Q: My problem is that one side of my actual jawline is naturally lower than the other. I had jaw angle implants placed and now it looks worse. The look, now with the implants, is even more asymmetric and unbalanced. The shorter side needed to be lengthened but, with the conventional Porex implant selection, obviously that was not possible. It looks like I will need to pursue the CT scan and customized implant option, yet my concern is not only the price, but also when this will need to be dealt with. I know these types of implants unite with the bone tissue quite strongly and as years go by, it becomes even more difficult to remove them from the face. I know it causes a great deal of trauma and involves a lot of risk on both the part of the patient and surgeon. I would appreciate your thoughts and help.
A: While the custom approach is certainly a possibililty (it adds about $5000 onto the procedure to get the final implants in hand and sterile), I am not certain that may be exactly what you need based on your description.
It sounds like asymmetry was the original issue and that is now exaggerated because of the implants used. Contrary to your perception, there are six different styles of jaw angle implants from Porex some of which are lateral augmentation and others which are inferolateral augmentation types.Choosing a different style of implant for each side may well have made for a better result. When asymmetry exists, it is important to first get a panorex film to look at the height and shape of the jaw angles. Then one can decide if the existing off-the-shelf implants may suffice.

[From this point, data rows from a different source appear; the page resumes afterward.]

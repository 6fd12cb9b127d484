use async_trait::async_trait;
use aws_sdk_bedrockruntime::error::DisplayErrorContext;
use aws_sdk_bedrockruntime::primitives::Blob;
use aws_sdk_bedrockruntime::Client;
use serde::{Deserialize, Serialize};
use tracing::debug;

use crate::config::EmbeddingConfig;
use crate::embedder::Embedder;
use crate::error::EmbeddingError;

const JSON: &str = "application/json";

/// Output width of Titan models that do not take a `dimensions` option.
const FIXED_WIDTH_MODELS: &[(&str, usize)] = &[
    ("amazon.titan-embed-text-v1", 1536),
    ("amazon.titan-embed-g1-text-02", 1536),
];

fn native_dimensions(model_id: &str) -> Option<usize> {
    FIXED_WIDTH_MODELS
        .iter()
        .find(|(prefix, _)| model_id.starts_with(prefix))
        .map(|&(_, width)| width)
}

#[derive(Debug, Serialize)]
#[serde(rename_all = "camelCase")]
struct TitanRequest<'a> {
    input_text: &'a str,
    #[serde(skip_serializing_if = "Option::is_none")]
    dimensions: Option<usize>,
    #[serde(skip_serializing_if = "Option::is_none")]
    normalize: Option<bool>,
}

#[derive(Debug, Deserialize)]
struct TitanResponse {
    embedding: Vec<f32>,
}

/// Titan text embeddings through Bedrock `InvokeModel`.
#[derive(Debug, Clone)]
pub struct BedrockEmbedder {
    client: Client,
    config: EmbeddingConfig,
}

impl BedrockEmbedder {
    #[must_use]
    pub const fn new(client: Client, config: EmbeddingConfig) -> Self {
        Self { client, config }
    }

    pub fn from_sdk_config(sdk_config: &aws_config::SdkConfig, config: EmbeddingConfig) -> Self {
        Self::new(Client::new(sdk_config), config)
    }

    /// Only Titan v2 accepts the `dimensions` and `normalize` options.
    fn accepts_options(&self) -> bool {
        self.config.model_id.starts_with("amazon.titan-embed-text-v2")
    }

    pub fn request_body(&self, text: &str) -> Result<Vec<u8>, EmbeddingError> {
        let options = self.accepts_options();
        let request = TitanRequest {
            input_text: text,
            dimensions: options.then_some(self.config.dimensions),
            normalize: options.then_some(self.config.normalize),
        };
        serde_json::to_vec(&request).map_err(|e| EmbeddingError::Decode(e.to_string()))
    }

    pub fn decode_response(bytes: &[u8]) -> Result<Vec<f32>, EmbeddingError> {
        let response: TitanResponse =
            serde_json::from_slice(bytes).map_err(|e| EmbeddingError::Decode(e.to_string()))?;
        Ok(response.embedding)
    }
}

#[async_trait]
impl Embedder for BedrockEmbedder {
    async fn embed(&self, text: &str) -> Result<Vec<f32>, EmbeddingError> {
        if self.dimensions() == 0 {
            return Err(EmbeddingError::InvalidDimensions);
        }
        let body = self.request_body(text)?;
        let output = self
            .client
            .invoke_model()
            .model_id(&self.config.model_id)
            .content_type(JSON)
            .accept(JSON)
            .body(Blob::new(body))
            .send()
            .await
            .map_err(|err| EmbeddingError::Remote(DisplayErrorContext(&err).to_string()))?;
        let vector = Self::decode_response(output.body().as_ref())?;
        debug!(model = %self.config.model_id, dimensions = vector.len(), "embedded text");
        Ok(vector)
    }

    /// Fixed-width models report their native width; the configured width
    /// applies only to models that accept it.
    fn dimensions(&self) -> usize {
        if self.accepts_options() {
            return self.config.dimensions;
        }
        native_dimensions(&self.config.model_id).unwrap_or(self.config.dimensions)
    }

    fn model_id(&self) -> &str {
        &self.config.model_id
    }
}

As for secondary surgery on Porex implants, I have not found that it is unduly difficult to remove or that it has ever grown to the bone. Much is talked about that concern, but it is largely overblown in my experience. Yes it is much more ‘difficult’ than removing silicone implants, which by comparison slide right in and out, but it is not impossible or causes significantly more tissue trauma than that of the original implant surgery. All synthetic implants get a scar capsule around them. That capsule with Porex implants is more adherent due to some tissue ingrowth. But they do not unite with the bone or become part of them as an onlay implant.